## Assignment
Output every record precisely.

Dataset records

impl Session {
    fn remaining(&self) -> u64 {
        match (self.entry, self.minted) {
            (Some(entry), Some(minted)) => entry.quantity.saturating_sub(minted),
            _ => 0,
        }
    }

    fn clamp_selected(&mut self) {
        self.selected = self.selected.min(self.remaining());
    }
}

struct InFlightGuard<'a>(&'a AtomicBool);

impl<'a> InFlightGuard<'a> {
    fn acquire(flag: &'a AtomicBool) -> Result<Self> {
        flag.compare_exchange(false, true, Ordering::AcqRel, Ordering::Acquire)
            .map_err(|_| SdkError::MintInFlight)?;
        Ok(Self(flag))
    }
}

impl Drop for InFlightGuard<'_> {
    fn drop(&mut self) {
        self.0.store(false, Ordering::Release);
    }
}

pub struct MintClient<P, S> {
    config: ClientConfig,
    provider: P,
    coupons: S,
    session: RwLock<Session>,
    in_flight: AtomicBool,
}
//! Ledger side of coupon-gated minting.
//!
//! [`Ledger`] is the authoritative state machine: it holds the trusted issuer
//! address and the per-(address, class) mint counters, and every call either
//! applies fully or not at all. [`LedgerNode`] wraps it behind a lock so calls
//! are serialized, and exposes it to clients through `coupon_sdk::Provider`.
//!
//! ```rust,no_run
//! use coupon_ledger::{CallContext, Ledger, LedgerConfig};
//! use coupon_sdk::{Address, CouponClass, CouponSigner};
//!
//! let issuer = CouponSigner::random();
//! let admin = Address([1u8; 20]);
//! let mut ledger = Ledger::new(LedgerConfig::new(admin, issuer.address()));
//!
//! let buyer = Address([2u8; 20]);
//! let coupon = issuer.sign(CouponClass::Team, 3, &buyer).unwrap();
//! ledger
//!     .mint(&CallContext::new(buyer), CouponClass::Team, 2, 3, coupon)
//!     .unwrap();
//! assert_eq!(ledger.mint_counters(&buyer).get(CouponClass::Team), 2);
//! ```

pub mod constants;
pub mod errors;
pub mod events;
pub mod instructions;
pub mod node;
pub mod state;

use coupon_sdk::{Address, Coupon, CouponClass, MintCounters};

pub use errors::{LedgerError, Result};
pub use events::LedgerEvent;
pub use instructions::mint::{MintOutcome, MintParams};
pub use node::LedgerNode;
pub use state::{LedgerConfig, MintCounterStore, TokenLedger};

/// Who is calling and what they attached
#[derive(Clone, Copy, Debug, PartialEq, Eq)]
pub struct CallContext {
    pub caller: Address,
    /// Attached payment in wei
    pub value: u128,
}

impl CallContext {
    pub fn new(caller: Address) -> Self {
        Self { caller, value: 0 }
    }

    pub fn with_value(mut self, value: u128) -> Self {
        self.value = value;
        self
    }
}

#[derive(Clone, Debug)]
pub struct Ledger {
    pub(crate) config: LedgerConfig,
    pub(crate) counters: MintCounterStore,
    pub(crate) tokens: TokenLedger,
    pub(crate) events: Vec<LedgerEvent>,
}

impl Ledger {
    pub fn new(config: LedgerConfig) -> Self {
        Self {
            config,
            counters: MintCounterStore::default(),
            tokens: TokenLedger::default(),
            events: Vec::new(),
        }
    }

    pub fn mint(
        &mut self,
        ctx: &CallContext,
        class: CouponClass,
        requested: u64,
        allotted: u64,
        coupon: Coupon,
    ) -> Result<MintOutcome> {
        instructions::mint::handler(
            self,
            ctx,
            MintParams {
                class,
                requested,
                allotted,
                coupon,
            },
        )
    }

    pub fn set_issuer_key(&mut self, caller: &Address, new_issuer: Address) -> Result<()> {
        instructions::set_issuer_key::handler(self, caller, new_issuer)
    }

    pub fn mint_counters(&self, address: &Address) -> MintCounters {
        self.counters.counters_for(address)
    }

    pub fn issuer_key(&self) -> Address {
        self.config.issuer
    }

    pub fn admin(&self) -> Address {
        self.config.admin
    }

    pub fn config(&self) -> &LedgerConfig {
        &self.config
    }

    pub fn balance_of(&self, address: &Address) -> u64 {
        self.tokens.balance_of(address)
    }

    pub fn total_supply(&self) -> u64 {
        self.tokens.total_supply()
    }

    pub fn treasury(&self) -> u128 {
        self.tokens.treasury()
    }

    pub fn events(&self) -> &[LedgerEvent] {
        &self.events
    }
}
pub mod address;
pub mod class;
pub mod client;
pub mod coupon;
pub mod crypto;
pub mod error;
pub mod http;
pub mod issuance;
pub mod provider;
pub mod source;

pub use address::Address;
pub use class::{ClassPolicy, CouponClass};
pub use client::{AccountView, ClientConfig, Eligibility, MintClient};
pub use coupon::{Coupon, CouponSigner};
pub use error::{Result, SdkError};
pub use issuance::{issue, Allowlist, CouponEntry, IssuanceReport, IssuanceSet};
pub use provider::{MintCounters, MintReceipt, MintTransaction, Provider};
pub use source::{CouponResponse, CouponSource, HttpCouponSource, StaticCoupons};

## Worked solution
impl Session {
    fn remaining(&self) -> u64 {
        match (self.entry, self.minted) {
            (Some(entry), Some(minted)) => entry.quantity.saturating_sub(minted),
            _ => 0,
        }
    }

    fn clamp_selected(&mut self) {
        self.selected = self.selected.min(self.remaining());
    }
}

struct InFlightGuard<'a>(&'a AtomicBool);

impl<'a> InFlightGuard<'a> {
    fn acquire(flag: &'a AtomicBool) -> Result<Self> {
        flag.compare_exchange(false, true, Ordering::AcqRel, Ordering::Acquire)
            .map_err(|_| SdkError::MintInFlight)?;
        Ok(Self(flag))
    }
}

impl Drop for InFlightGuard<'_> {
    fn drop(&mut self) {
        self.0.store(false, Ordering::Release);
    }
}

pub struct MintClient<P, S> {
    config: ClientConfig,
    provider: P,
    coupons: S,
    session: RwLock<Session>,
    in_flight: AtomicBool,
}
//! Ledger side of coupon-gated minting.
//!
//! [`Ledger`] is the authoritative state machine: it holds the trusted issuer
//! address and the per-(address, class) mint counters, and every call either
//! applies fully or not at all. [`LedgerNode`] wraps it behind a lock so calls
//! are serialized, and exposes it to clients through `coupon_sdk::Provider`.
//!
//! ```rust,no_run
//! use coupon_ledger::{CallContext, Ledger, LedgerConfig};
//! use coupon_sdk::{Address, CouponClass, CouponSigner};
//!
//! let issuer = CouponSigner::random();
//! let admin = Address([1u8; 20]);
//! let mut ledger = Ledger::new(LedgerConfig::new(admin, issuer.address()));
//!
//! let buyer = Address([2u8; 20]);
//! let coupon = issuer.sign(CouponClass::Team, 3, &buyer).unwrap();
//! ledger
//!     .mint(&CallContext::new(buyer), CouponClass::Team, 2, 3, coupon)
//!     .unwrap();
//! assert_eq!(ledger.mint_counters(&buyer).get(CouponClass::Team), 2);
//! ```

pub mod constants;
pub mod errors;
pub mod events;
pub mod instructions;
pub mod node;
pub mod state;

use coupon_sdk::{Address, Coupon, CouponClass, MintCounters};

pub use errors::{LedgerError, Result};
pub use events::LedgerEvent;
pub use instructions::mint::{MintOutcome, MintParams};
pub use node::LedgerNode;
pub use state::{LedgerConfig, MintCounterStore, TokenLedger};

/// Who is calling and what they attached
#[derive(Clone, Copy, Debug, PartialEq, Eq)]
pub struct CallContext {
    pub caller: Address,
    /// Attached payment in wei
    pub value: u128,
}

impl CallContext {
    pub fn new(caller: Address) -> Self {
        Self { caller, value: 0 }
    }

    pub fn with_value(mut self, value: u128) -> Self {
        self.value = value;
        self
    }
}

#[derive(Clone, Debug)]
pub struct Ledger {
    pub(crate) config: LedgerConfig,
    pub(crate) counters: MintCounterStore,
    pub(crate) tokens: TokenLedger,
    pub(crate) events: Vec<LedgerEvent>,
}

impl Ledger {
    pub fn new(config: LedgerConfig) -> Self {
        Self {
            config,
            counters: MintCounterStore::default(),
            tokens: TokenLedger::default(),
            events: Vec::new(),
        }
    }

    pub fn mint(
        &mut self,
        ctx: &CallContext,
        class: CouponClass,
        requested: u64,
        allotted: u64,
        coupon: Coupon,
    ) -> Result<MintOutcome> {
        instructions::mint::handler(
            self,
            ctx,
            MintParams {
                class,
                requested,
                allotted,
                coupon,
            },
        )
    }

    pub fn set_issuer_key(&mut self, caller: &Address, new_issuer: Address) -> Result<()> {
        instructions::set_issuer_key::handler(self, caller, new_issuer)
    }

    pub fn mint_counters(&self, address: &Address) -> MintCounters {
        self.counters.counters_for(address)
    }

    pub fn issuer_key(&self) -> Address {
        self.config.issuer
    }

    pub fn admin(&self) -> Address {
        self.config.admin
    }

    pub fn config(&self) -> &LedgerConfig {
        &self.config
    }

    pub fn balance_of(&self, address: &Address) -> u64 {
        self.tokens.balance_of(address)
    }

    pub fn total_supply(&self) -> u64 {
        self.tokens.total_supply()
    }

    pub fn treasury(&self) -> u128 {
        self.tokens.treasury()
    }

    pub fn events(&self) -> &[LedgerEvent] {
        &self.events
    }
}
pub mod address;
pub mod class;
pub mod client;
pub mod coupon;
pub mod crypto;
pub mod error;
pub mod http;
pub mod issuance;
pub mod provider;
pub mod source;

pub use address::Address;
pub use class::{ClassPolicy, CouponClass};
pub use client::{AccountView, ClientConfig, Eligibility, MintClient};
pub use coupon::{Coupon, CouponSigner};
pub use error::{Result, SdkError};
pub use issuance::{issue, Allowlist, CouponEntry, IssuanceReport, IssuanceSet};
pub use provider::{MintCounters, MintReceipt, MintTransaction, Provider};
pub use source::{CouponResponse, CouponSource, HttpCouponSource, StaticCoupons};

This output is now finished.